Hábitos simples podem ajudar a preservar a saúde do cérebro ao longo do envelhecimento.
(Imagem: Canva)
O aumento da expectativa de vida tem levado cada vez mais pessoas a buscar formas de preservar a saúde física e mental ao longo dos anos. Entre os principais objetivos está retardar o envelhecimento do cérebro e manter as capacidades cognitivas ativas por mais tempo.
Especialistas ouvidos pela BBC afirmam que pequenos hábitos do cotidiano podem contribuir diretamente para fortalecer a chamada reserva cognitiva, mecanismo associado à proteção da memória, da atenção e do raciocínio.
Segundo o psicólogo Alan Gow, existem atitudes simples capazes de estimular o cérebro em qualquer fase da vida.
“O cérebro continua respondendo a estímulos e desafios independentemente da idade”, explicou o especialista durante entrevista.
Evitar o uso constante do GPS pode estimular o cérebro
Entre as recomendações para reduzir o envelhecimento do cérebro está diminuir a dependência de aplicativos de navegação.
Estudos apontam que o hipocampo, região cerebral ligada à orientação espacial e à memória, é uma das primeiras áreas afetadas pelo Alzheimer.
Atividades que exigem localização e navegação ajudam a estimular essa parte do cérebro. Por isso, especialistas recomendam práticas como esportes de orientação, jogos de estratégia espacial, montagem de blocos e até trajetos cotidianos feitos sem auxílio do GPS.
O objetivo é incentivar o cérebro a criar caminhos mentais próprios para localização e tomada de decisões.
Vida social ativa ajuda a proteger a memória
Outro hábito considerado importante para combater o envelhecimento do cérebro é manter interações sociais frequentes.
De acordo com a epidemiologista Pamela Almeida Meza, conversas, debates e trocas de ideias ajudam a estimular funções cognitivas importantes.
Além do estímulo intelectual, o convívio social também pode reduzir níveis de estresse, condição associada à morte de neurônios e ao aumento do risco de demência.

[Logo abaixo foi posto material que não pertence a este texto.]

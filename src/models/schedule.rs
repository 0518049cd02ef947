use super::{deserialize_id, non_blank};
use crate::models::attendance::parse_entry_date;
use chrono::NaiveDate;
use serde::{Deserialize, Deserializer, Serialize, Serializer};
use std::fmt;

#[derive(Debug, Clone, PartialEq, Eq)]
pub enum ShiftType {
    Morning,
    Afternoon,
    Night,
    Off,
    /// Site-specific shift code, kept verbatim.
    Site(String),
}

impl ShiftType {
    pub fn from_code(s: &str) -> Self {
        match s.trim().to_lowercase().as_str() {
            "morning" | "am" => ShiftType::Morning,
            "afternoon" | "pm" => ShiftType::Afternoon,
            "night" | "graveyard" => ShiftType::Night,
            "off" | "rest" | "rest day" => ShiftType::Off,
            _ => ShiftType::Site(s.trim().to_string()),
        }
    }

    /// Short code used in the schedule grid.
    pub fn grid_code(&self) -> &str {
        match self {
            ShiftType::Morning => "M",
            ShiftType::Afternoon => "A",
            ShiftType::Night => "N",
            ShiftType::Off => "OFF",
            ShiftType::Site(code) => code,
        }
    }

    fn wire(&self) -> &str {
        match self {
            ShiftType::Morning => "morning",
            ShiftType::Afternoon => "afternoon",
            ShiftType::Night => "night",
            ShiftType::Off => "off",
            ShiftType::Site(code) => code,
        }
    }
}

impl fmt::Display for ShiftType {
    fn fmt(&self, f: &mut fmt::Formatter<'_>) -> fmt::Result {
        f.write_str(self.wire())
    }
}

impl Serialize for ShiftType {
    fn serialize<S: Serializer>(&self, serializer: S) -> Result<S::Ok, S::Error> {
        serializer.serialize_str(self.wire())
    }
}

impl<'de> Deserialize<'de> for ShiftType {
    fn deserialize<D: Deserializer<'de>>(deserializer: D) -> Result<Self, D::Error> {
        let raw = String::deserialize(deserializer)?;
        Ok(ShiftType::from_code(&raw))
    }
}

#[derive(Debug, Clone, PartialEq, Serialize, Deserialize)]
pub struct ScheduleEntry {
    #[serde(deserialize_with = "deserialize_id", alias = "employeeId")]
    pub employee_id: String,
    #[serde(default)]
    pub date: Option<String>,
    #[serde(alias = "shiftType")]
    pub shift: ShiftType,
}

impl ScheduleEntry {
    pub fn day(&self) -> Option<NaiveDate> {
        non_blank(self.date.as_deref()).and_then(parse_entry_date)
    }
}
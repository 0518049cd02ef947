// src/export/logic.rs

use crate::core::aggregate::{AttendanceSummary, detail_entries, summarize};
use crate::core::range::DateRange;
use crate::errors::AppResult;
use crate::export::ExportFormat;
use crate::export::file_name::export_file_name;
use crate::export::fs_utils::ensure_writable;
use crate::export::json_csv::{export_csv, export_json};
use crate::export::model::{DETAIL_HEADERS, detail_to_row, summary_headers, summary_to_row};
use crate::export::xlsx::{Sheet, export_xlsx};
use crate::models::{AttendanceEntry, Employee};
use crate::ui::messages::warning;
use std::fs;
use std::path::{Path, PathBuf};

/// What to export and where.
pub struct ExportRequest<'a> {
    pub range: DateRange,
    /// Restrict to one employee id.
    pub employee: Option<&'a str>,
    pub format: ExportFormat,
    pub dir: &'a Path,
    pub force: bool,
}

/// High-level export: aggregate, pick a file name, write.
pub struct ExportLogic;

impl ExportLogic {
    /// Returns the path of the written file.
    pub fn export(
        req: &ExportRequest<'_>,
        employees: &[Employee],
        entries: &[AttendanceEntry],
    ) -> AppResult<PathBuf> {
        let summaries = summarize(employees, entries, &req.range, req.employee);

        if summaries.is_empty() {
            warning("No employees matched the selection, writing an empty report.");
        }

        let employee_name = req
            .employee
            .and_then(|id| employees.iter().find(|e| e.id == id))
            .map(|e| e.name.as_str());

        fs::create_dir_all(req.dir)?;
        let path = req
            .dir
            .join(export_file_name(&req.range, employee_name, req.format));

        ensure_writable(&path, req.force)?;

        tracing::debug!(
            path = %path.display(),
            rows = summaries.len(),
            format = req.format.as_str(),
            "writing attendance export"
        );

        match req.format {
            ExportFormat::Xlsx => {
                let details = detail_entries(employees, entries, &req.range, req.employee);
                write_workbook(&summaries, &details, &path)?
            }
            ExportFormat::Csv => export_csv(&summaries, &path)?,
            ExportFormat::Json => export_json(&summaries, &path)?,
        }

        Ok(path)
    }
}

fn write_workbook(
    summaries: &[AttendanceSummary],
    details: &[(&Employee, &AttendanceEntry)],
    path: &Path,
) -> AppResult<()> {
    let summary_rows: Vec<Vec<String>> = summaries.iter().map(summary_to_row).collect();
    let detail_rows: Vec<Vec<String>> = details
        .iter()
        .map(|(emp, e)| detail_to_row(emp, e))
        .collect();
    let headers = summary_headers();

    export_xlsx(
        &[
            Sheet {
                name: "Summary",
                headers: &headers,
                rows: &summary_rows,
            },
            Sheet {
                name: "Details",
                headers: &DETAIL_HEADERS,
                rows: &detail_rows,
            },
        ],
        path,
    )
}
use crate::export::ExportFormat;
use clap::{Parser, Subcommand};

/// Command-line interface definition for hrportal
#[derive(Parser)]
#[command(
    name = "hrportal",
    version = env!("CARGO_PKG_VERSION"),
    about = "HR portal companion: attendance summaries and exports, ticket notifications, schedules and NTE responses",
    long_about = None
)]
pub struct Cli {
    /// Use a different configuration file
    #[arg(global = true, long = "config", value_name = "FILE")]
    pub config: Option<String>,

    /// Override the API base URL from the configuration
    #[arg(global = true, long = "api", value_name = "URL")]
    pub api: Option<String>,

    /// Print diagnostic logs on stderr
    #[arg(global = true, long, short = 'v')]
    pub verbose: bool,

    #[command(subcommand)]
    pub command: Commands,
}

#[derive(Subcommand)]
pub enum Commands {
    /// Write the default configuration file
    Init {
        #[arg(long, help = "Overwrite an existing configuration file")]
        force: bool,
    },

    /// Show or edit the configuration file
    Config {
        #[arg(long = "print", help = "Print the current configuration")]
        print_config: bool,

        #[arg(
            long = "edit",
            help = "Edit the configuration file (default editor: $EDITOR, or nano/notepad)"
        )]
        edit_config: bool,

        #[arg(long = "editor", help = "Editor to use (vim, nano, or custom path)")]
        editor: Option<String>,
    },

    /// Store the session used to talk to the portal API
    Login {
        #[arg(long, help = "Bearer token issued by the portal")]
        token: String,

        #[arg(long, help = "Role of the signed-in user (e.g. admin, it, hr)")]
        role: String,

        #[arg(long)]
        department: Option<String>,

        #[arg(long)]
        name: Option<String>,
    },

    /// Print the attendance summary for a period
    Summary {
        #[arg(
            long,
            short,
            value_name = "RANGE",
            help = "YYYY, YYYY-MM, YYYY-MM-DD or START:END of the same form"
        )]
        range: String,

        #[arg(long, short, value_name = "ID", help = "Only this employee")]
        employee: Option<String>,

        #[arg(
            long,
            short,
            value_name = "FILE",
            help = "Read employees and attendance from a JSON snapshot instead of the API"
        )]
        input: Option<String>,
    },

    /// Export the attendance summary and detail sheets
    Export {
        #[arg(long, short, value_name = "RANGE")]
        range: String,

        #[arg(long, short, value_name = "ID")]
        employee: Option<String>,

        #[arg(long, value_enum, default_value = "xlsx")]
        format: ExportFormat,

        #[arg(long, value_name = "DIR", help = "Output directory (default from config)")]
        dir: Option<String>,

        #[arg(long, short, value_name = "FILE")]
        input: Option<String>,

        #[arg(long, short = 'f', help = "Overwrite without asking")]
        force: bool,
    },

    /// Show open tickets for your role
    Tickets {
        #[arg(
            long,
            short,
            help = "Keep polling; press Enter to refresh now, Ctrl-C to quit"
        )]
        watch: bool,
    },

    /// Print the shift schedule grid
    Schedule {
        #[arg(long, short, value_name = "RANGE")]
        range: String,

        #[arg(long, short, value_name = "FILE")]
        input: Option<String>,
    },

    /// Notice-to-explain workflow
    Nte {
        #[command(subcommand)]
        action: NteAction,
    },
}

#[derive(Subcommand)]
pub enum NteAction {
    /// Show an NTE and its current stage
    Show { id: String },

    /// Answer an NTE as the employee
    Respond {
        id: String,

        #[arg(long, help = "Your explanation")]
        feedback: String,

        #[arg(long, help = "Confirm that the explanation is truthful")]
        confirm: bool,

        #[arg(long, value_name = "FILE", help = "File holding your signature (data URL or SVG)")]
        signature: Option<String>,
    },
}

Especialistas destacam que encontros presenciais, conversas com amigos e participação em grupos sociais podem trazer benefícios relevantes para a saúde mental.
Aprender coisas novas fortalece a mente
A terceira recomendação envolve o aprendizado contínuo. Segundo pesquisadores, adquirir novos conhecimentos estimula a neuroplasticidade, capacidade do cérebro de criar novas conexões neurais.
Aprender idiomas, tocar instrumentos, desenvolver habilidades manuais ou iniciar novos hobbies são exemplos de atividades que ajudam a fortalecer o cérebro.
Esses estímulos contribuem para manter a mente ativa e podem reduzir os impactos do declínio cognitivo ao longo do envelhecimento.
Especialistas reforçam que o envelhecimento do cérebro faz parte do processo natural da vida, mas hábitos saudáveis podem ajudar a preservar funções mentais por mais tempo e melhorar a qualidade de vida.